*** Opening Given data ***

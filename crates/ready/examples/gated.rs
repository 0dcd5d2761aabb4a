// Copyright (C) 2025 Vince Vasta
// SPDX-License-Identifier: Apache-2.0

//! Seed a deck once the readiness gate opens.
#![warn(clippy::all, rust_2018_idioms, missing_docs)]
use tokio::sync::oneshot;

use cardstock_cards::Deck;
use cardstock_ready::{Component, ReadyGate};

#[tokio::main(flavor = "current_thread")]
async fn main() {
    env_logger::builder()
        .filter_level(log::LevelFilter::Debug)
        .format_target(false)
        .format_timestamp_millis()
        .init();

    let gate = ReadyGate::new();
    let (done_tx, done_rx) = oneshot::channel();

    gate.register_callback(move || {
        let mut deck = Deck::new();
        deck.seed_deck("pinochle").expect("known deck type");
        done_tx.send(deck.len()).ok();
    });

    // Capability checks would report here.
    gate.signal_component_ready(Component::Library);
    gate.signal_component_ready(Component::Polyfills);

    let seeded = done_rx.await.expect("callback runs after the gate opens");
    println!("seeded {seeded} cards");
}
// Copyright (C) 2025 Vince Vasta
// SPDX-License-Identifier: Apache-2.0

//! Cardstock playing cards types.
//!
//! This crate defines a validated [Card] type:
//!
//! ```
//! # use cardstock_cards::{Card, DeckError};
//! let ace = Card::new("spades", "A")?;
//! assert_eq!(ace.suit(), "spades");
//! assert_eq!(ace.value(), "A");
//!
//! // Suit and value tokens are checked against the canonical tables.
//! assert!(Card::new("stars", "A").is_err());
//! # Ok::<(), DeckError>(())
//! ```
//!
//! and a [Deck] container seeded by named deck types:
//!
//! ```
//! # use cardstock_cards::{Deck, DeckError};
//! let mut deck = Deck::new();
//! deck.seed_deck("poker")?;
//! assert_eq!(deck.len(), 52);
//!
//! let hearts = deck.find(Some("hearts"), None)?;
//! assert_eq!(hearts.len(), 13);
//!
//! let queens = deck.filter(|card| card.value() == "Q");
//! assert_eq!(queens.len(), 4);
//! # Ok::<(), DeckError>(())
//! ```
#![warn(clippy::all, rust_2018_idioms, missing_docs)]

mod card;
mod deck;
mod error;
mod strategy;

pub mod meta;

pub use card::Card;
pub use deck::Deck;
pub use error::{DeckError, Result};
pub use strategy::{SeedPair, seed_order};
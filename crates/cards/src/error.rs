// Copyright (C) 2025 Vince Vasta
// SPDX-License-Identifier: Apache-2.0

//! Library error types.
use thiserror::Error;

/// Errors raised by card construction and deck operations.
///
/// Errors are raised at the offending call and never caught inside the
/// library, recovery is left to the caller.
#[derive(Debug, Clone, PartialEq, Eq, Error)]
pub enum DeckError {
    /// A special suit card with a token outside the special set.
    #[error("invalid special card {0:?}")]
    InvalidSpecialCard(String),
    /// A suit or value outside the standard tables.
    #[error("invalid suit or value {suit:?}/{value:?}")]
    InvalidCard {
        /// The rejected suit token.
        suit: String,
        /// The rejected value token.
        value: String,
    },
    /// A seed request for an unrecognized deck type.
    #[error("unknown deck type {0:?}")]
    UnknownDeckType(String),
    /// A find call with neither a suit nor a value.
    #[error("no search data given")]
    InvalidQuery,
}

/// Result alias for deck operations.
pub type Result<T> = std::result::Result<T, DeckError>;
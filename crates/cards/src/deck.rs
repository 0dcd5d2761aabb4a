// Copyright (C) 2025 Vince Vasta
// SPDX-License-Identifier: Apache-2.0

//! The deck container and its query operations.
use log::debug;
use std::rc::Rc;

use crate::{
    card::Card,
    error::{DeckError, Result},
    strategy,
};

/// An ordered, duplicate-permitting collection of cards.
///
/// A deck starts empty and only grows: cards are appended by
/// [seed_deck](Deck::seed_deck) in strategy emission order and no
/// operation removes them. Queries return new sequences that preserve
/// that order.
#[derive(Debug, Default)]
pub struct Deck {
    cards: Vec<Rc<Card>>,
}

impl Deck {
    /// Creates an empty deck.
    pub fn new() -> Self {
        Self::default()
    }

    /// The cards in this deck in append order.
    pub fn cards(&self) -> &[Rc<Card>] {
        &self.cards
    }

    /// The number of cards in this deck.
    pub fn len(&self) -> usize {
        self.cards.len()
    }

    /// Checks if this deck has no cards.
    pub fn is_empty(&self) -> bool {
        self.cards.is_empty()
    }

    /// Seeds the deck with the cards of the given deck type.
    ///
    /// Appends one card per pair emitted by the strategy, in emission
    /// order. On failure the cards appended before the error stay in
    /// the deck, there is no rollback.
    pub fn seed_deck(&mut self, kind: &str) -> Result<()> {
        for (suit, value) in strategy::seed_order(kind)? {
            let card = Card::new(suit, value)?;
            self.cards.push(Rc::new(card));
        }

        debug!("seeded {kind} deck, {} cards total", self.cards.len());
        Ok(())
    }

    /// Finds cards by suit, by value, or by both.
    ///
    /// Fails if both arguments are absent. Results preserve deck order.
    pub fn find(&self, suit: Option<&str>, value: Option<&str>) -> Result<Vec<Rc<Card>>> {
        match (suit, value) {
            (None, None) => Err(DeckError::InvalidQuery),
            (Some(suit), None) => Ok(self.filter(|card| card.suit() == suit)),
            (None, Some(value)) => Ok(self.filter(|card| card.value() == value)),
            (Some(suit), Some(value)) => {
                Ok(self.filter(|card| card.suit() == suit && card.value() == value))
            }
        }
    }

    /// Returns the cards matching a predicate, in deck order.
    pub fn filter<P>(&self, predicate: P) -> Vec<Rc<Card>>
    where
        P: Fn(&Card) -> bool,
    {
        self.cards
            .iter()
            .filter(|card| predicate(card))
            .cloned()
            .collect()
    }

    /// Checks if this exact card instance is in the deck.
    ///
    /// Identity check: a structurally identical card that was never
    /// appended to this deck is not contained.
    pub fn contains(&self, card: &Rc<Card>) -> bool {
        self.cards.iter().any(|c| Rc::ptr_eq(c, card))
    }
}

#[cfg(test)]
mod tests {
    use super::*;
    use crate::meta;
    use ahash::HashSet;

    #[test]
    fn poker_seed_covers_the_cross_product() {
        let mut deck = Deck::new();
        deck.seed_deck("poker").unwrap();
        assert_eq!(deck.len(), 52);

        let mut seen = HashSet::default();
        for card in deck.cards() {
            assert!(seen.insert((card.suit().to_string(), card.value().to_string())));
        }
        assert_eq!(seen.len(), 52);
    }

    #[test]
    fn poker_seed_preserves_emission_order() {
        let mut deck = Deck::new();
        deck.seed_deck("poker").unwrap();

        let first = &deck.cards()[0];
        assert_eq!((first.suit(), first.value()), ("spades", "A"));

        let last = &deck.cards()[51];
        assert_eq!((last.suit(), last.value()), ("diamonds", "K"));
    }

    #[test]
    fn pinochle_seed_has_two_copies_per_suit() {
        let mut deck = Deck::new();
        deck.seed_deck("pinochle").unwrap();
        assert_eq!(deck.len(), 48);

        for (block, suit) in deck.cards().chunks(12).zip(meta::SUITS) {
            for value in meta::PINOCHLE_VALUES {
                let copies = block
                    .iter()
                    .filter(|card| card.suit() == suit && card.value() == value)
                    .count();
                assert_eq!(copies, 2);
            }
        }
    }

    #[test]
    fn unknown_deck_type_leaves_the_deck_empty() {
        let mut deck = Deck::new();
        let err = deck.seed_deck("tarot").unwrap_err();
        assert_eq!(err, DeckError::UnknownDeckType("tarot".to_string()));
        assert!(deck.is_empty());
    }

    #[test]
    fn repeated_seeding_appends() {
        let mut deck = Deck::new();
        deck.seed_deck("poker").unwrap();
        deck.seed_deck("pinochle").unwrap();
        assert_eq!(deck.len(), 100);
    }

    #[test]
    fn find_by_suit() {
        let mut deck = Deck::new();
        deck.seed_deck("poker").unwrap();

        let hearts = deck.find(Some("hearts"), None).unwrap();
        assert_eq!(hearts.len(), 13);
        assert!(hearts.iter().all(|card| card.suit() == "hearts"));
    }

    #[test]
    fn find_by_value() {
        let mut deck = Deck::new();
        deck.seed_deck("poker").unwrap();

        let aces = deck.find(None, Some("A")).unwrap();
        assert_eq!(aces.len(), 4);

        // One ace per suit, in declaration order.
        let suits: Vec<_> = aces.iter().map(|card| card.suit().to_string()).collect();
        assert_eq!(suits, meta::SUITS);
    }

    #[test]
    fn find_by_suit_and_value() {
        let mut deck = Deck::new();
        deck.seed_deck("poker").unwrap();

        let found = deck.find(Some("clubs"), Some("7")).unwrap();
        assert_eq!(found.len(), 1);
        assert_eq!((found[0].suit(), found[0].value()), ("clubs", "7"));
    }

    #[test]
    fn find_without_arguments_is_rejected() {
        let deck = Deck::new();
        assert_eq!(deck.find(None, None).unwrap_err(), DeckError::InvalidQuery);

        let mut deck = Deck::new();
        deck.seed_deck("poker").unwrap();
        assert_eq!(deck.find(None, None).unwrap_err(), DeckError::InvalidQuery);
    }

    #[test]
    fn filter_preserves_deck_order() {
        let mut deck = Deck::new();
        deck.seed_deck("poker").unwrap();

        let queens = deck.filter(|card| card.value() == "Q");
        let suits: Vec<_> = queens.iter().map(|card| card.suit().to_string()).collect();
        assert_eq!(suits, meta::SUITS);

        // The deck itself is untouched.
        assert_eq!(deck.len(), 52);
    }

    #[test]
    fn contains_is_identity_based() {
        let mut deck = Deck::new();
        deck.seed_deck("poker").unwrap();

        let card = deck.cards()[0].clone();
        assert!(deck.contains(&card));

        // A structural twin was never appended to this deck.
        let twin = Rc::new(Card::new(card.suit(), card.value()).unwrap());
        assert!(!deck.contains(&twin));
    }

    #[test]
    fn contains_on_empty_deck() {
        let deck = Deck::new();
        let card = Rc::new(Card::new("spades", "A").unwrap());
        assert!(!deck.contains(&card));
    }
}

*** Closing Given data ***

Required work
Using the records above, output exactly the lines from the first through the line that contains "use tokio::sync::oneshot;", with both of those included.

Result below
filename crates/ready/examples/gated.rs
repository 0dcd5d2761aabb4a
// Copyright (C) 2025 Vince Vasta
// SPDX-License-Identifier: Apache-2.0

//! Seed a deck once the readiness gate opens.
#![warn(clippy::all, rust_2018_idioms, missing_docs)]
use tokio::sync::oneshot;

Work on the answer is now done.